When I was a young boy, I remember dreaming about what I would wish for
when I found the magic lamp. If offered the proverbial three wishes, I
would often dream about what I would wish to have, what I would wish to
do, and where I would wish to go. But, what I would have wished for
when I was eight, is not what I would have wished for on the day that
my daughter, Kristina, was born with cerebral palsy and "significant"
cognitive delays. Today, I am thankful that I did not have access to
the magic lamp on that evening eleven years ago. Because, what I would
wish for now, is not what I would have wished for then.

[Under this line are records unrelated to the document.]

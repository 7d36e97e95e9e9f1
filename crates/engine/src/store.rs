//! The resource gateway seam.
//!
//! [`Store`] is the engine's only view of the remote data store. Implementations
//! are stateless request/response adapters: they never cache, so every call sees
//! the store as it is at that moment.

use std::future::Future;

use api_types::{
    Id,
    category::{Category, CategoryNew},
    operation::{Operation, OperationNew},
    user::User,
};

use crate::{Filter, GatewayError};

pub type GatewayResult<T> = Result<T, GatewayError>;

/// CRUD over `/operations`, `/categories` and `/users`.
pub trait Store: Send + Sync {
    /// `GET /operations` constrained by `filter` (see [`Filter::query`]).
    fn list_operations(
        &self,
        filter: &Filter,
    ) -> impl Future<Output = GatewayResult<Vec<Operation>>> + Send;

    fn create_operation(
        &self,
        payload: &OperationNew,
    ) -> impl Future<Output = GatewayResult<Operation>> + Send;

    /// Full replacement of an existing operation.
    fn update_operation(
        &self,
        id: &Id,
        payload: &OperationNew,
    ) -> impl Future<Output = GatewayResult<Operation>> + Send;

    fn remove_operation(&self, id: &Id) -> impl Future<Output = GatewayResult<()>> + Send;

    fn list_categories(&self) -> impl Future<Output = GatewayResult<Vec<Category>>> + Send;

    fn create_category(
        &self,
        payload: &CategoryNew,
    ) -> impl Future<Output = GatewayResult<Category>> + Send;

    fn update_category(
        &self,
        id: &Id,
        payload: &CategoryNew,
    ) -> impl Future<Output = GatewayResult<Category>> + Send;

    fn remove_category(&self, id: &Id) -> impl Future<Output = GatewayResult<()>> + Send;

    fn list_users(&self) -> impl Future<Output = GatewayResult<Vec<User>>> + Send;
}
//! Command structs for write operations.
//!
//! A draft carries raw user input. It only becomes a store payload through
//! `validate`, so nothing invalid is ever sent over the network.

use api_types::{
    Id,
    category::CategoryNew,
    operation::{OperationKind, OperationNew},
};

use crate::{
    EngineError, ResultEngine, money,
    util::{normalize_required_text, validate_date},
};

/// Raw input for creating or replacing an operation.
#[derive(Clone, Debug, PartialEq)]
pub struct OperationDraft {
    pub description: String,
    /// Amount as typed; parsed by [`money::parse_amount`].
    pub amount: String,
    pub kind: OperationKind,
    pub category: Option<Id>,
    pub date: String,
}

impl OperationDraft {
    #[must_use]
    pub fn new(kind: OperationKind, amount: impl Into<String>, date: impl Into<String>) -> Self {
        Self {
            description: String::new(),
            amount: amount.into(),
            kind,
            category: None,
            date: date.into(),
        }
    }

    #[must_use]
    pub fn description(mut self, description: impl Into<String>) -> Self {
        self.description = description.into();
        self
    }

    #[must_use]
    pub fn category(mut self, category: impl Into<Id>) -> Self {
        self.category = Some(category.into());
        self
    }

    /// Checks every field and builds the request body.
    pub fn validate(&self) -> ResultEngine<OperationNew> {
        let description = normalize_required_text(&self.description, "description")?;
        let amount = money::parse_amount(&self.amount)?;
        let category = self
            .category
            .as_ref()
            .map(|id| Id::new(id.as_str().trim()))
            .filter(|id| !id.is_empty())
            .ok_or_else(|| EngineError::Validation("category is required".to_string()))?;
        let date = validate_date(&self.date)?;

        Ok(OperationNew {
            description,
            amount,
            kind: self.kind,
            category: Some(category),
            date,
        })
    }
}

/// Validate a category name and build the request body.
pub fn category_payload(name: &str) -> ResultEngine<CategoryNew> {
    Ok(CategoryNew {
        name: normalize_required_text(name, "category name")?,
    })
}
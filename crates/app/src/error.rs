use engine::{EngineError, GatewayError};
use thiserror::Error;

pub type Result<T> = std::result::Result<T, AppError>;

#[derive(Debug, Error)]
pub enum AppError {
    #[error("config error: {0}")]
    Config(#[from] config::ConfigError),
    #[error("{0}")]
    Engine(#[from] EngineError),
    #[error("store error: {0}")]
    Gateway(#[from] GatewayError),
    #[error("http error: {0}")]
    Http(#[from] reqwest::Error),
    #[error("io error: {0}")]
    Io(#[from] std::io::Error),
    #[error("json error: {0}")]
    Json(#[from] serde_json::Error),
    #[error("not logged in, run `fintrack login` first")]
    NotLoggedIn,
    #[error("invalid username or password")]
    LoginFailed,
}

After learning
a great deal from my daughter and the rest of my family over the last
ten years, today...
1. I wish that Kristina be treated as an individual -- not pigeon holed
as the end result of batteries of tests taken over the length of her
life. I wish for her doctors, therapists, teachers, social workers and
aides to see that she is more than numbers on a graph or points on a
line... that her tests measure what she may do, not what she will do. I
wish that they would see the person that she is -- so different from
the dozens that they see every day, or the thousands they see every
year. I wish that they would see the freckle faced, bony kneed,
giggling little girl with all opportunities ahead of her, not
patient/client #xxxxxxx with all her limitations bound to her like
shackles.
2. I wish that Kristina will have the tools she will need to live her
life to her fullest extent. I wish that she will have an adequate
education to prepare her for her life ahead, that she will have the
equipment... computers, walkers, wheelchairs and braces... she needs to
function, and that she will have the community... friends, teachers,
therapists, and aides she will need to grow and develop to her greatest
potential.
3. Lastly, I wish that Kristina will be cared for as long as she lives
-- by parents while we are alive, and by a loving circle of friends
when we are gone. I wish that she will be prepared to live in the
community - wherever that might be, and able to make a contribution to
society in a meaningful way to her. I wish she will be prepared
financially and emotionally to live her life fully, not to be dependent
on her brother and sister, but able to have what she needs without
worry to anyone for as long as she lives.
Some may question why I would not want to change Kristina into a
"normal" child. My other wishes would be unnecessary if I made that one
wish. To those I would answer that I have grown to know that Kristina
is normal. There is no other Kristina and could never have been. She
was born just the way she was intended to be. No amount of wishing can
ever change that -- even if I wanted to. I cherish who she is now and
what she will become, just as any proud parent would do.
John Cox
Malibu, CA
John Cox is a sales supervisor in Los Angeles. His wife Shelley works
for the HOPE Infant Family Support Program in Oceanside. In addition to
Kristina, they have two other children - nine-year old Kimberly, and
six-year old Travis. Kristina, now twelve, was born with cerebral palsy
and other significant challenges.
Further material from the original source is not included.